The rapid integration of artificial intelligence into healthcare has revolutionized early disease detection and clinical diagnostics by enabling data-driven insights, real-time decision support, and enhanced predictive capabilities. This chapter presents a comprehensive examination of AIenabled predictive analytics and decision support systems, with a specific focus on their collaborative role in augmenting clinical judgment. Emphasis was placed on the synergy between machine learning models and human expertise, exploring the underlying theoretical frameworks, workflow co-dependencies, trust calibration, and interpretability challenges that shape their adoption. Through the lens of human-AI collaboration, the chapter critically analyzes the design of diagnostic interfaces, the balance between autonomy and AI advice, and the evaluation of clinical impact using simulation-based methods. The chapter further addresses the operational integration of AI systems within existing healthcare infrastructures, highlighting emerging methodologies for outcome assessment and usability testing.
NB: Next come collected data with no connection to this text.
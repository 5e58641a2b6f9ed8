//! On-disk index format and reader
//!
//! The graph file packs fixed-size vertex records into pages:
//!
//! ```text
//! graph.bin
//!   [Page 0..P-1], page_size = ceil(record_size / 4092) * 4096
//!     total vertex count: u32
//!     records: vector [f32; D], edges [u32; M], edge count u8,
//!              padded to 4-byte alignment
//! meta.bin
//!   magic "QVIX", version, geometry, medoid,
//!   page index -> byte offset table,
//!   vertex id -> external id bytes,
//!   crc32 over everything above
//! pq.bin
//!   magic "QVPQ", version, codebook geometry,
//!   centroids [f32; Q * k * sub_dim], codes [u8; N * Q],
//!   crc32 over everything above
//! ```
//!
//! The reader maps `graph.bin` read-only and serves greedy search: new
//! frontier vertices enter the candidate queue with cheap PQ distance
//! estimates, and an estimate is replaced by a precise distance (four at a
//! time) only when the vertex reaches the head of the queue, right before it
//! can influence expansion order.

use crate::distance::DistanceKind;
use crate::index::pq::ProductQuantizer;
use crate::index::vamana::graph::InMemoryGraph;
use crate::index::vamana::queue::CandidateQueue;
use crate::source::VectorSource;
use crate::{QuiverError, Result};
use memmap2::Mmap;
use parking_lot::Mutex;
use std::collections::HashSet;
use std::fs::File;
use std::io::{BufWriter, Write};
use std::path::Path;

const GRAPH_FILE: &str = "graph.bin";
const META_FILE: &str = "meta.bin";
const PQ_FILE: &str = "pq.bin";

const META_MAGIC: &[u8; 4] = b"QVIX";
const PQ_MAGIC: &[u8; 4] = b"QVPQ";
const FORMAT_VERSION: u32 = 1;

const PAGE_SIZE_MULTIPLIER: usize = 4 * 1024;
const RECORD_ALIGNMENT: usize = 4;

/// Fixed-layout geometry shared by the writer and the reader.
#[derive(Debug, Clone, Copy, PartialEq, Eq)]
pub(crate) struct PageLayout {
    pub dimensions: usize,
    pub max_degree: usize,
    pub record_size: usize,
    pub page_size: usize,
    pub vertices_per_page: usize,
}

impl PageLayout {
    pub fn new(dimensions: usize, max_degree: usize) -> Self {
        let raw = dimensions * 4 + max_degree * 4 + 1;
        let record_size = (raw + RECORD_ALIGNMENT - 1) / RECORD_ALIGNMENT * RECORD_ALIGNMENT;

        let usable = PAGE_SIZE_MULTIPLIER - 4;
        let page_size = (record_size + usable - 1) / usable * PAGE_SIZE_MULTIPLIER;
        let vertices_per_page = (page_size - 4) / record_size;

        Self {
            dimensions,
            max_degree,
            record_size,
            page_size,
            vertices_per_page,
        }
    }

    #[inline]
    pub fn pages_for(&self, vertex_count: usize) -> usize {
        (vertex_count + self.vertices_per_page - 1) / self.vertices_per_page
    }

    #[inline]
    fn edges_offset(&self) -> usize {
        self.dimensions * 4
    }

    #[inline]
    fn edge_count_offset(&self) -> usize {
        self.dimensions * 4 + self.max_degree * 4
    }
}

/// Serialize a pruned graph plus its quantizer into `dir`.
pub fn write_index(
    dir: &Path,
    graph: &InMemoryGraph,
    quantizer: &ProductQuantizer,
    medoid: u32,
    source: &dyn VectorSource,
) -> Result<()> {
    std::fs::create_dir_all(dir)?;

    let size = graph.size();
    let layout = PageLayout::new(graph.dimensions(), graph.max_degree());
    let pages = layout.pages_for(size);

    let mut page_offsets: Vec<u64> = Vec::with_capacity(pages);

    let mut writer = BufWriter::new(File::create(dir.join(GRAPH_FILE))?);
    let mut page = vec![0u8; layout.page_size];
    let mut neighbours: Vec<u32> = Vec::with_capacity(graph.max_degree());

    let mut written = 0usize;
    let mut page_offset = 0u64;
    while written < size {
        page.fill(0);
        page[..4].copy_from_slice(&(size as u32).to_le_bytes());

        let in_this_page = layout.vertices_per_page.min(size - written);
        for slot in 0..in_this_page {
            let vertex = (written + slot) as u32;
            let record = 4 + slot * layout.record_size;

            let vector = graph.vector(vertex);
            for (d, &item) in vector.iter().enumerate() {
                let at = record + d * 4;
                page[at..at + 4].copy_from_slice(&item.to_le_bytes());
            }

            graph.fetch_neighbours(vertex, &mut neighbours);
            debug_assert!(neighbours.len() <= graph.max_degree());
            for (slot_index, &neighbour) in neighbours.iter().enumerate() {
                let at = record + layout.edges_offset() + slot_index * 4;
                page[at..at + 4].copy_from_slice(&neighbour.to_le_bytes());
            }
            page[record + layout.edge_count_offset()] = neighbours.len() as u8;
        }

        writer.write_all(&page)?;
        page_offsets.push(page_offset);
        page_offset += layout.page_size as u64;
        written += in_this_page;
    }
    writer.flush()?;

    write_meta(dir, graph, medoid, &layout, &page_offsets, source)?;
    write_pq(dir, quantizer)?;
    Ok(())
}

fn write_meta(
    dir: &Path,
    graph: &InMemoryGraph,
    medoid: u32,
    layout: &PageLayout,
    page_offsets: &[u64],
    source: &dyn VectorSource,
) -> Result<()> {
    let mut buf: Vec<u8> = Vec::new();
    buf.extend_from_slice(META_MAGIC);
    buf.extend_from_slice(&FORMAT_VERSION.to_le_bytes());
    buf.extend_from_slice(&(layout.dimensions as u32).to_le_bytes());
    buf.extend_from_slice(&(layout.max_degree as u32).to_le_bytes());
    buf.extend_from_slice(&(graph.distance_kind().code() as u32).to_le_bytes());
    buf.extend_from_slice(&(graph.size() as u64).to_le_bytes());
    buf.extend_from_slice(&medoid.to_le_bytes());

    buf.extend_from_slice(&(page_offsets.len() as u32).to_le_bytes());
    for &offset in page_offsets {
        buf.extend_from_slice(&offset.to_le_bytes());
    }

    for vertex in 0..graph.size() {
        let id = source.id(vertex);
        if id.len() > u16::MAX as usize {
            return Err(QuiverError::InvalidData(format!(
                "external id of vector {vertex} exceeds {} bytes",
                u16::MAX
            )));
        }
        buf.extend_from_slice(&(id.len() as u16).to_le_bytes());
        buf.extend_from_slice(id);
    }

    let checksum = crc32fast::hash(&buf);
    buf.extend_from_slice(&checksum.to_le_bytes());

    std::fs::write(dir.join(META_FILE), &buf)?;
    Ok(())
}
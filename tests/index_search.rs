//! End-to-end build and search: recall against brute force for both metrics.

use quiverdb::{build_index, DistanceKind, IndexConfig, IndexReader, SliceVectorSource};
use rand::rngs::StdRng;
use rand::{Rng, SeedableRng};

fn unique_uniform_vectors(count: usize, dimensions: usize, rng: &mut StdRng) -> Vec<f32> {
    let mut data = Vec::with_capacity(count * dimensions);
    for _ in 0..count * dimensions {
        data.push(10.0 * rng.gen::<f32>());
    }
    data
}

fn brute_force_top1(
    base: &SliceVectorSource,
    query: &[f32],
    kind: DistanceKind,
) -> u32 {
    use quiverdb::VectorSource;
    let mut best = 0u32;
    let mut best_distance = f32::MAX;
    for i in 0..base.size() {
        let distance = kind.distance(base.vector(i), query);
        if distance < best_distance {
            best_distance = distance;
            best = i as u32;
        }
    }
    best
}

#[test]
fn test_l2_recall_on_indexed_vectors() {
    let mut rng = StdRng::seed_from_u64(0x51F7);
    let count = 2_000;
    let dimensions = 32;

    let source = SliceVectorSource::new(
        unique_uniform_vectors(count, dimensions, &mut rng),
        dimensions,
    );

    let dir = tempfile::tempdir().unwrap();
    let config = IndexConfig::new(32, 64, 1.2)
        .with_pq_compression(16)
        .with_seed(41);
    build_index(&source, &config, dir.path()).unwrap();

    let reader = IndexReader::open(dir.path(), 64).unwrap();
    assert_eq!(reader.vertex_count(), count);

    use quiverdb::VectorSource;
    let mut errors = 0usize;
    for i in 0..count {
        let result = reader.nearest(source.vector(i), 1).unwrap();
        assert_eq!(result.len(), 1, "query {i}");
        if result[0] != i as u32 {
            errors += 1;
        }
    }

    let error_percentage = errors as f64 * 100.0 / count as f64;
    assert!(
        error_percentage <= 5.0,
        "error percentage is too high: {error_percentage}"
    );

    let pq_error = reader.pq_error_avg();
    assert!(pq_error <= 15.0, "pq error is too high: {pq_error}");
}

#[test]
fn test_dot_recall_against_ground_truth() {
    let mut rng = StdRng::seed_from_u64(0xD07);
    let count = 1_000;
    let queries = 200;
    let dimensions = 32;

    let source = SliceVectorSource::new(
        unique_uniform_vectors(count, dimensions, &mut rng),
        dimensions,
    );
    let query_data = unique_uniform_vectors(queries, dimensions, &mut rng);

    let dir = tempfile::tempdir().unwrap();
    let config = IndexConfig::new(32, 64, 1.2)
        .with_pq_compression(16)
        .with_distance(DistanceKind::Dot)
        .with_seed(43);
    build_index(&source, &config, dir.path()).unwrap();

    let reader = IndexReader::open(dir.path(), 64).unwrap();
    assert_eq!(reader.distance_kind(), DistanceKind::Dot);

    let mut errors = 0usize;
    for q in 0..queries {
        let query = &query_data[q * dimensions..(q + 1) * dimensions];
        let expected = brute_force_top1(&source, query, DistanceKind::Dot);
        let result = reader.nearest(query, 1).unwrap();
        if result[0] != expected {
            errors += 1;
        }
    }

    let error_percentage = errors as f64 * 100.0 / queries as f64;
    assert!(
        error_percentage <= 10.0,
        "error percentage is too high: {error_percentage}"
    );
}

#[test]
fn test_external_ids_survive_the_round_trip() {
    let mut rng = StdRng::seed_from_u64(7);
    let count = 100;
    let dimensions = 16;

    let ids: Vec<Vec<u8>> = (0..count)
        .map(|i| format!("doc-{i:04}").into_bytes())
        .collect();
    let source = SliceVectorSource::with_ids(
        unique_uniform_vectors(count, dimensions, &mut rng),
        dimensions,
        ids.clone(),
    );

    let dir = tempfile::tempdir().unwrap();
    let config = IndexConfig::new(16, 32, 1.2)
        .with_pq_compression(16)
        .with_seed(3);
    build_index(&source, &config, dir.path()).unwrap();

    let reader = IndexReader::open(dir.path(), 32).unwrap();
    for i in 0..count as u32 {
        assert_eq!(reader.external_id(i), ids[i as usize].as_slice());
    }

    // A search result maps back to its external identifier.
    use quiverdb::VectorSource;
    let hit = reader.nearest(source.vector(42), 1).unwrap()[0];
    assert_eq!(reader.external_id(hit), b"doc-0042");
}
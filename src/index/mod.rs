//! Index implementations

pub mod pq;
pub mod vamana;

pub use pq::ProductQuantizer;
pub use vamana::{build_index, IndexConfig, IndexReader};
By synthesizing technical advancements with ethical and practical considerations, this work contributes a foundational perspective for developing safe, transparent, and effective collaborative diagnostic systems in modern medicine. 

Introduction

The global healthcare sector was undergoing a transformative shift driven by the convergence of medical science and artificial intelligence (AI) [1]. In the realm of diagnostics and early disease detection, AI-enabled predictive analytics was emerging as a pivotal force. With the exponential growth of patient data through electronic health records, genomic sequencing, wearable sensors, and medical imaging, healthcare systems are now positioned to leverage machine learning algorithms to extract meaningful patterns and actionable insights [2]. Predictive analytics, underpinned by AI, allows for the anticipation of disease onset, risk stratification, and real-time clinical decision-making with unprecedented precision [3]. By identifying hidden correlations and non-linear trends within large-scale datasets, AI systems enhance the clinician’s ability to detect anomalies before symptoms become clinically evident [4]. This capacity for anticipatory care not only improves patient outcomes but also optimizes resource utilization, enabling proactive interventions and minimizing unnecessary procedures or hospitalizations [5]. As AI systems transition from research laboratories to point-of-care environments, the focus has shifted toward their operationalization in real-world clinical settings [6]. Decision support systems, powered by deep learning, natural language processing, and reinforcement learning, are now capable of delivering personalized recommendations based on patient-specific data inputs [7]. These systems augment diagnostic reasoning by synthesizing diverse datasets, identifying probable diagnoses, and suggesting treatment pathways aligned with evidence-based guidelines, the deployment of such systems introduces new challenges, particularly regarding workflow integration, human interpretability, trust calibration, and accountability [8]. Ensuring that AI functions as a collaborative assistant rather than a black-box authority was critical for maintaining clinician autonomy and patient safety [9]. Thus, meaningful integration requires an understanding of both the technical architecture of AI and the cognitive and operational context in which it functions [10].